▶ **Problem requirements**
The line containing "Every value has" marks the end: output every line of the data up to it, and that line too, exactly as written.

═══ Records to process ═══

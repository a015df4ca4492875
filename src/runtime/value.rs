use std::fmt;

use crate::builtins::Builtin;
use crate::error::{Error, Result};
use crate::runtime::environment::Frame;

/// Runtime value representation
///
/// Every value has exactly one owner. `Clone` is a deep copy: lists, strings,
/// symbols and errors are duplicated, a builtin is copied by identity, and a
/// lambda duplicates its formals, body and private bindings.
#[derive(Debug, Clone, PartialEq)]
pub enum Value {
    /// 64-bit signed integer
    Number(i64),
    /// Error carried as an ordinary value
    Error(Error),
    /// Symbol name, resolved through the environment when evaluated
    Symbol(String),
    /// String with escapes resolved
    String(String),
    /// S-expression, evaluated as an application
    SExpr(Vec<Value>),
    /// Q-expression, literal data that is never evaluated implicitly
    QExpr(Vec<Value>),
    /// Native or user-defined function
    Function(Function),
}

/// Callable values
#[derive(Debug, Clone, PartialEq)]
pub enum Function {
    /// Native operation, compared by identity
    Builtin(Builtin),
    /// User-defined function
    Lambda(Lambda),
}

/// User-defined function with its private environment
///
/// The private frame accumulates bindings across partial applications.
/// Its parent link is assigned to the calling environment when the last
/// formal is bound.
#[derive(Debug, Clone)]
pub struct Lambda {
    /// Formal parameters not yet bound, in order
    pub formals: Vec<String>,
    /// Body, evaluated as an S-expression
    pub body: Vec<Value>,
    /// Private environment
    pub env: Frame,
}

impl Lambda {
    /// Creates a lambda with an empty private environment
    pub fn new(formals: Vec<String>, body: Vec<Value>) -> Self {
        Lambda {
            formals,
            body,
            env: Frame::new(),
        }
    }
}

// The private environment does not take part in equality.
impl PartialEq for Lambda {
    fn eq(&self, other: &Self) -> bool {
        self.formals == other.formals && self.body == other.body
    }
}

impl Value {
    /// Creates a number value
    pub fn number(n: i64) -> Self {
        Value::Number(n)
    }

    /// Creates a symbol value
    pub fn symbol(name: impl Into<String>) -> Self {
        Value::Symbol(name.into())
    }

    /// Creates a string value
    pub fn string(s: impl Into<String>) -> Self {
        Value::String(s.into())
    }

    /// Creates an error value
    pub fn error(err: Error) -> Self {
        Value::Error(err)
    }

    /// Creates an S-expression from its cells
    pub fn sexpr(cells: Vec<Value>) -> Self {
        Value::SExpr(cells)
    }

    /// Creates a Q-expression from its cells
    pub fn qexpr(cells: Vec<Value>) -> Self {
        Value::QExpr(cells)
    }

    /// The empty S-expression `()`, returned by side-effecting builtins
    pub fn unit() -> Self {
        Value::SExpr(Vec::new())
    }

    /// Creates a builtin function value
    pub fn builtin(builtin: Builtin) -> Self {
        Value::Function(Function::Builtin(builtin))
    }

    /// Creates a lambda with an empty private environment
    pub fn lambda(formals: Vec<String>, body: Vec<Value>) -> Self {
        Value::Function(Function::Lambda(Lambda::new(formals, body)))
    }

    /// Returns the type name used in diagnostics
    pub fn type_name(&self) -> &'static str {
        match self {
            Value::Number(_) => "Number",
            Value::Error(_) => "Error",
            Value::Symbol(_) => "Symbol",
            Value::String(_) => "String",
            Value::SExpr(_) => "S-Expression",
            Value::QExpr(_) => "Q-Expression",
            Value::Function(_) => "Function",
        }
    }

    /// Returns true for errors
    pub fn is_error(&self) -> bool {
        matches!(self, Value::Error(_))
    }

    /// Returns the cells of an S- or Q-expression
    pub fn cells(&self) -> Option<&[Value]> {
        match self {
            Value::SExpr(cells) | Value::QExpr(cells) => Some(cells),
            _ => None,
        }
    }

    fn cells_mut(&mut self, op: &str) -> Result<&mut Vec<Value>> {
        match self {
            Value::SExpr(cells) | Value::QExpr(cells) => Ok(cells),
            other => Err(Error::type_mismatch(
                op,
                0,
                other.type_name(),
                "S-Expression or Q-Expression",
            )),
        }
    }

    /// Consumes a list and returns its cells
    pub fn into_cells(self) -> Option<Vec<Value>> {
        match self {
            Value::SExpr(cells) | Value::QExpr(cells) => Some(cells),
            _ => None,
        }
    }

    /// Relabels an S-expression as a Q-expression; other values are unchanged
    pub fn into_qexpr(self) -> Self {
        match self {
            Value::SExpr(cells) => Value::QExpr(cells),
            other => other,
        }
    }

    /// Relabels a Q-expression as an S-expression; other values are unchanged
    pub fn into_sexpr(self) -> Self {
        match self {
            Value::QExpr(cells) => Value::SExpr(cells),
            other => other,
        }
    }

    /// Appends a value to the end of a list
    pub fn append(&mut self, value: Value) -> Result<()> {
        self.cells_mut("append")?.push(value);
        Ok(())
    }

    /// Removes the cell at `index`, shifting the rest left
    pub fn remove(&mut self, index: usize) -> Result<Value> {
        let cells = self.cells_mut("remove")?;
        if index >= cells.len() {
            return Err(Error::EmptyListAccess {
                op: "remove".to_string(),
            });
        }
        Ok(cells.remove(index))
    }

    /// Removes the cell at `index` and drops the rest of the list
    pub fn take(mut self, index: usize) -> Result<Value> {
        self.remove(index)
    }

    /// Moves every cell of `other` onto the end of this list, in order
    pub fn join(&mut self, other: Value) -> Result<()> {
        let tail = match other {
            Value::SExpr(cells) | Value::QExpr(cells) => cells,
            other => {
                return Err(Error::type_mismatch(
                    "join",
                    1,
                    other.type_name(),
                    "S-Expression or Q-Expression",
                ))
            }
        };
        self.cells_mut("join")?.extend(tail);
        Ok(())
    }
}

impl From<Error> for Value {
    fn from(err: Error) -> Self {
        Value::Error(err)
    }
}

impl From<Result<Value>> for Value {
    fn from(result: Result<Value>) -> Self {
        result.unwrap_or_else(Value::Error)
    }
}

impl fmt::Display for Value {
    fn fmt(&self, f: &mut fmt::Formatter) -> fmt::Result {
        match self {
            Value::Number(n) => write!(f, "{}", n),
            Value::Error(e) => write!(f, "Error: {}", e),
            Value::Symbol(s) => write!(f, "SYM: {}", s),
            Value::String(s) => write_escaped(f, s),
            Value::SExpr(cells) => write_cells(f, '(', cells, ')'),
            Value::QExpr(cells) => write_cells(f, '{', cells, '}'),
            Value::Function(func) => write!(f, "{}", func),
        }
    }
}

impl fmt::Display for Function {
    fn fmt(&self, f: &mut fmt::Formatter) -> fmt::Result {
        match self {
            Function::Builtin(_) => write!(f, "<builtin>"),
            Function::Lambda(lambda) => {
                write!(f, "(\\ {{")?;
                for (i, formal) in lambda.formals.iter().enumerate() {
                    if i > 0 {
                        write!(f, " ")?;
                    }
                    write!(f, "SYM: {}", formal)?;
                }
                write!(f, "}} ")?;
                write_cells(f, '{', &lambda.body, '}')?;
                write!(f, ")")
            }
        }
    }
}

fn write_cells(f: &mut fmt::Formatter, open: char, cells: &[Value], close: char) -> fmt::Result {
    write!(f, "{}", open)?;
    for (i, cell) in cells.iter().enumerate() {
        if i > 0 {
            write!(f, " ")?;
        }
        write!(f, "{}", cell)?;
    }
    write!(f, "{}", close)
}

fn write_escaped(f: &mut fmt::Formatter, s: &str) -> fmt::Result {
    write!(f, "\"")?;
    for c in s.chars() {
        match c {
            '\n' => write!(f, "\\n")?,
            '\t' => write!(f, "\\t")?,
            '\r' => write!(f, "\\r")?,
            '\0' => write!(f, "\\0")?,
            '\\' => write!(f, "\\\\")?,
            '"' => write!(f, "\\\"")?,
            c => write!(f, "{}", c)?,
        }
    }
    write!(f, "\"")
}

═══

▶ **Exercise answer**
repository a015df4ca4492875
filename src/runtime/value.rs
use std::fmt;

use crate::builtins::Builtin;
use crate::error::{Error, Result};
use crate::runtime::environment::Frame;

/// Runtime value representation
///
/// Every value has exactly one owner. `Clone` is a deep copy: lists, strings,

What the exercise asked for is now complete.